As she released the cuffs from her wrists, she half-ran, half-walked toward her men. “Open the door,” she instructed the only other remaining survivor in the room.
The lock disengaged. Gabriel knocked the guard down and shifted out of his skin in a sparkling array of lights. In the next breath, he had her in a bear hug that choked her with tears at his obvious emotion.
“I’m okay,” she said as he placed kisses along her face and patted her down at the same time. She captured his hands and brought them to her mouth. She kissed his blood-caked knuckles. “Gabriel, I’m okay.”

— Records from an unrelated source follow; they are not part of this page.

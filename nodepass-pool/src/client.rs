use std::sync::Arc;

use nodepass_shared::FlowId;
use tokio::io::AsyncWriteExt;
use tokio::net::TcpStream;
use tracing::{debug, warn};

use crate::core::{DialFuture, PoolConfig, PoolCore, PoolHandle};

/// Maintains up to `capacity` pre-established data connections dialed back
/// to the server's remote data listener. Each connection announces its id
/// in-band right after connecting so the server-side [`crate::ServerPool`]
/// can agree on the same id (§4.2).
pub struct ClientPool {
    core: Arc<PoolCore>,
    producer: tokio::task::JoinHandle<()>,
    manager: tokio::task::JoinHandle<()>,
}

impl ClientPool {
    pub fn new(dial: Arc<dyn Fn() -> DialFuture + Send + Sync>, cfg: PoolConfig) -> Self {
        let core = PoolCore::new(cfg);
        let manager = core.spawn_manager();
        let producer = spawn_producer(core.clone(), dial);

        Self {
            core,
            producer,
            manager,
        }
    }

    /// `ClientGet(id)`: removes and returns the matching entry, or `None`
    /// if absent (§4.2, §7 PoolDepletion).
    pub fn get(&self, id: &FlowId) -> Option<TcpStream> {
        self.core.get_by_id(id)
    }

    pub fn peek_any_id(&self) -> Option<FlowId> {
        self.core.peek_any_id()
    }

    pub async fn flush(&self) {
        self.core.flush();
    }

    /// `Close()`: flush plus stop producers.
    pub async fn close(&self) {
        self.core.close();
        self.producer.abort();
        self.manager.abort();
    }
}

impl PoolHandle for ClientPool {
    fn core(&self) -> &Arc<PoolCore> {
        &self.core
    }
}

fn spawn_producer(
    core: Arc<PoolCore>,
    dial: Arc<dyn Fn() -> DialFuture + Send + Sync>,
) -> tokio::task::JoinHandle<()> {
    tokio::spawn(async move {
        loop {
            if core.is_closed() {
                return;
            }

            if core.active() >= core.capacity() {
                tokio::time::sleep(core.next_production_interval()).await;
                continue;
            }

            match dial().await {
                Ok(mut conn) => {
                    let id = FlowId::generate();
                    match conn.write_all(format!("{id}\n").as_bytes()).await {
                        Ok(()) => {
                            core.record_attempt(true);
                            if !core.try_insert(id.clone(), conn) {
                                debug!(%id, "pool at capacity, discarding freshly dialed connection");
                            }
                        }
                        Err(e) => {
                            warn!(error = %e, "failed to announce id on new data connection");
                            core.record_attempt(false);
                        }
                    }
                }
                Err(e) => {
                    warn!(error = %e, "failed to dial data connection");
                    core.record_attempt(false);
                }
            }

            if core.consecutive_failures_exceed_third() {
                warn!("data connection dial failures exceeded one third of capacity, flushing pool");
                core.flush();
            }

            tokio::time::sleep(core.next_production_interval()).await;
        }
    })
}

He crushed her against him, claiming her mouth in a kiss that could’ve torched Texas with the heat coming off it. When the lip-lock ended, he whispered against her ear, “I want to mark you so bad, my tiger is almost feral with the need.”
“Gabriel, you’ve got to get it together. Maximus needs us.”
“I know.” He kissed her temple. “I know.”
And just that quickly, he snapped into command mode. Sameya cracked the wormwood manacles on Maximus’s wrist and neck. Working together, she and Gabriel untied their vampyr and looped his arms over their shoulders.
Kat entered the room with Mondo trailing her.
“Blessed Mother!” She rushed toward them. “He needs blood to heal properly.”
“I’ll sit over there”—Gabriel nodded at the chair near Gryphon, who watched everything with wide-eyed acceptance—“and you both help him straddle me so he can imbibe directly from my vein.”
“You’ve already lost a lot of blood, Gabriel. I can sense the tiredness of your tiger.”
Sameya didn’t comprehend the problem. “I can command someone to offer their vein.”
“He’s too far gone.” Kat stared her straight in the eyes. “The only thing that’ll bring Maximus back is the blood and connection of a mate.”
She peered at Gabriel over Maximus’s lolling head. “Will my blood work even though we’re not mated?”
“A mate is a mate, but you’ll have to open yourself to him and…imitate the mating.” She could tell by the challenge in Gabriel’s eyes he didn’t think she’d do it. And asking her to take this step was a huge sacrifice. It’d be the start of a real mating, a blending of their souls, just without the marking. What did a physical mark matter when her soul would be forever connected to him?
In the end, there was no choice. She couldn’t allow him to die. The idea of losing him terrified her, and she wouldn’t even contemplate the meaning of that at the moment. “I’ll do it. Sit him down in the chair. I’ll straddle him.”